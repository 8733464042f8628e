//! Authentication Module
//!
//! This module handles account registration, login and identity
//! verification for both marketplace roles.
//!
//! # Architecture
//!
//! - **`password`** - bcrypt hashing and the hash-once `Secret` type
//! - **`sessions`** - JWT issuance and verification
//! - **`users`** - Identity model and credential store operations
//! - **`profiles`** - Client and freelancer profile records
//! - **`uploads`** - Freelancer file validation and disk storage
//! - **`service`** - Registration, login and profile flows
//! - **`error`** - Authentication error taxonomy
//! - **`handlers`** - HTTP handlers for the authentication endpoints
//!
//! # Module Structure
//!
//! ```text
//! auth/
//! ├── mod.rs          - Module exports and documentation
//! ├── error.rs        - AuthError
//! ├── password.rs     - PasswordHasher, PasswordHash, Secret
//! ├── sessions.rs     - TokenIssuer, TokenVerifier, Claims
//! ├── users.rs        - Identity and store operations
//! ├── profiles.rs     - RoleProfile and store operations
//! ├── uploads.rs      - Upload allow-lists and UploadStore
//! ├── service.rs      - AuthService flows
//! └── handlers/       - HTTP handlers
//!     ├── mod.rs      - Handler exports
//!     ├── types.rs    - Request/response types
//!     ├── register.rs - Client and freelancer registration
//!     ├── login.rs    - Login
//!     └── profile.rs  - Current account profile
//! ```
//!
//! # Authentication Flow
//!
//! 1. **Register**: fields validated → identity + profile written in one
//!    transaction → JWT returned
//! 2. **Login**: identity looked up by email and role → password verified →
//!    last login stamped → JWT and profile returned
//! 3. **Profile**: JWT verified → identity resolved → profile merged
//!
//! # Security
//!
//! - Passwords are hashed with bcrypt before storage and never serialized
//! - Tokens are HS256 JWTs valid for 7 days, with no server-side sessions
//! - Unknown email, wrong password and wrong role all fail identically
//! - Every token failure is reported as the same 401

/// Authentication error taxonomy
pub mod error;

/// Password hashing
pub mod password;

/// JWT token generation and validation
pub mod sessions;

/// Identity model and database operations
pub mod users;

/// Role profile model and database operations
pub mod profiles;

/// Freelancer upload validation and storage
pub mod uploads;

/// Registration, login and profile flows
pub mod service;

/// HTTP handlers for authentication endpoints
pub mod handlers;

// Re-export commonly used types and handlers
pub use error::AuthError;
pub use service::{AuthService, AuthenticatedUser};
pub use handlers::types::{
    AuthResponse, LoginRequest, ProfileResponse, RegisterClientRequest, UserResponse,
};
pub use handlers::{get_profile, login, register_client, register_freelancer};
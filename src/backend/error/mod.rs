//! Backend Error Module
//!
//! This module defines the error type returned at the HTTP boundary.
//! Every failure leaving a handler or middleware becomes a JSON body with
//! `success: false` and a public message.
//!
//! # Module Structure
//!
//! ```text
//! error/
//! ├── mod.rs        - Module exports and documentation
//! ├── types.rs      - BackendError and per-flow fallback messages
//! └── conversion.rs - IntoResponse implementation
//! ```
//!
//! # Error Types
//!
//! - `HandlerError` - Request-level failures with an explicit status
//! - `Auth` - Authentication core failures
//! - `InternalError` - Unexpected failures, detail hidden outside development

/// Error type definitions
pub mod types;

/// Error conversion implementations
pub mod conversion;

// Re-export commonly used types
pub use conversion::ErrorBody;
pub use types::{BackendError, LOGIN_FAILED_MESSAGE, REGISTRATION_FAILED_MESSAGE};
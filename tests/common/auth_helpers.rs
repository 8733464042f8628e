//! Authentication test helpers
//!
//! Request bodies for the registration and login endpoints, and a shortcut
//! that registers a client and hands back its token.

use axum::http::{header::AUTHORIZATION, HeaderName, HeaderValue, StatusCode};
use axum_test::multipart::{MultipartForm, Part};
use axum_test::TestServer;
use serde_json::{json, Value};

pub const CLIENT_EMAIL: &str = "a@x.com";
pub const FREELANCER_EMAIL: &str = "fran@x.com";
pub const PASSWORD: &str = "pw123456";

/// Registration body for the reference client
pub fn client_registration() -> Value {
    json!({
        "name": "Acme Co",
        "email": CLIENT_EMAIL,
        "password": PASSWORD,
        "businessName": "Acme",
        "businessType": "Retail",
        "companySize": "10-50",
        "address": "1 Main St"
    })
}

/// Text fields of a freelancer registration, no files
pub fn freelancer_form(email: &str) -> MultipartForm {
    MultipartForm::new()
        .add_text("name", "Fran")
        .add_text("email", email)
        .add_text("password", PASSWORD)
        .add_text("skills", "Rust, SQL")
        .add_text("experience", "3-5")
}

/// A file part with the given name and contents
pub fn file_part(file_name: &str, contents: &[u8]) -> Part {
    Part::bytes(contents.to_vec()).file_name(file_name)
}

pub fn login_body(email: &str, password: &str, user_type: &str) -> Value {
    json!({ "email": email, "password": password, "userType": user_type })
}

/// Create authorization header
pub fn auth_header(token: &str) -> (HeaderName, HeaderValue) {
    let value = HeaderValue::from_str(&format!("Bearer {}", token))
        .expect("token is a valid header value");
    (AUTHORIZATION, value)
}

/// Register the reference client and return its token
pub async fn register_test_client(server: &TestServer) -> String {
    let response = server
        .post("/api/register/client")
        .json(&client_registration())
        .await;
    assert_eq!(response.status_code(), StatusCode::CREATED, "{}", response.text());

    let body: Value = response.json();
    body["token"]
        .as_str()
        .expect("registration returns a token")
        .to_string()
}

/// Register a freelancer without files and return its token
pub async fn register_test_freelancer(server: &TestServer) -> String {
    let response = server
        .post("/api/register/freelancer")
        .multipart(freelancer_form(FREELANCER_EMAIL))
        .await;
    assert_eq!(response.status_code(), StatusCode::CREATED, "{}", response.text());

    let body: Value = response.json();
    body["token"]
        .as_str()
        .expect("registration returns a token")
        .to_string()
}
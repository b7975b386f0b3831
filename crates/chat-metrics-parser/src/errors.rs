use std::path::PathBuf;

use thiserror::Error;

#[derive(Debug, Error)]
pub enum ParserError {
    #[error("failed to read transcript {path}: {source}")]
    Io {
        path: PathBuf,
        #[source]
        source: std::io::Error,
    },

    #[error("{parser} JSON error: {source}")]
    Json {
        parser: &'static str,
        #[source]
        source: serde_json::Error,
    },

    #[error("{parser} CSV error: {source}")]
    Csv {
        parser: &'static str,
        #[source]
        source: csv::Error,
    },

    #[error("{parser} document shape not recognized: {reason}")]
    UnrecognizedShape {
        parser: &'static str,
        reason: String,
    },
}

/// Why a single record was dropped while loading a transcript.
#[derive(Debug, Clone, PartialEq, Eq)]
pub enum SkipReason {
    NotAnObject,
    MissingTimestamp,
    MissingRole,
    InvalidTimestamp(String),
}

impl std::fmt::Display for SkipReason {
    fn fmt(&self, f: &mut std::fmt::Formatter<'_>) -> std::fmt::Result {
        match self {
            SkipReason::NotAnObject => f.write_str("record is not an object"),
            SkipReason::MissingTimestamp => f.write_str("missing timestamp"),
            SkipReason::MissingRole => f.write_str("missing role"),
            SkipReason::InvalidTimestamp(value) => {
                write!(f, "unrecognized timestamp format '{value}'")
            }
        }
    }
}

_Task instructions:_ For the string "endpoints", go through the entries above and copy each line where it occurs.

_Problem solution:_
//! - **`handlers`** - HTTP handlers for the authentication endpoints
/// HTTP handlers for authentication endpoints
//! Request bodies for the registration and login endpoints, and a shortcut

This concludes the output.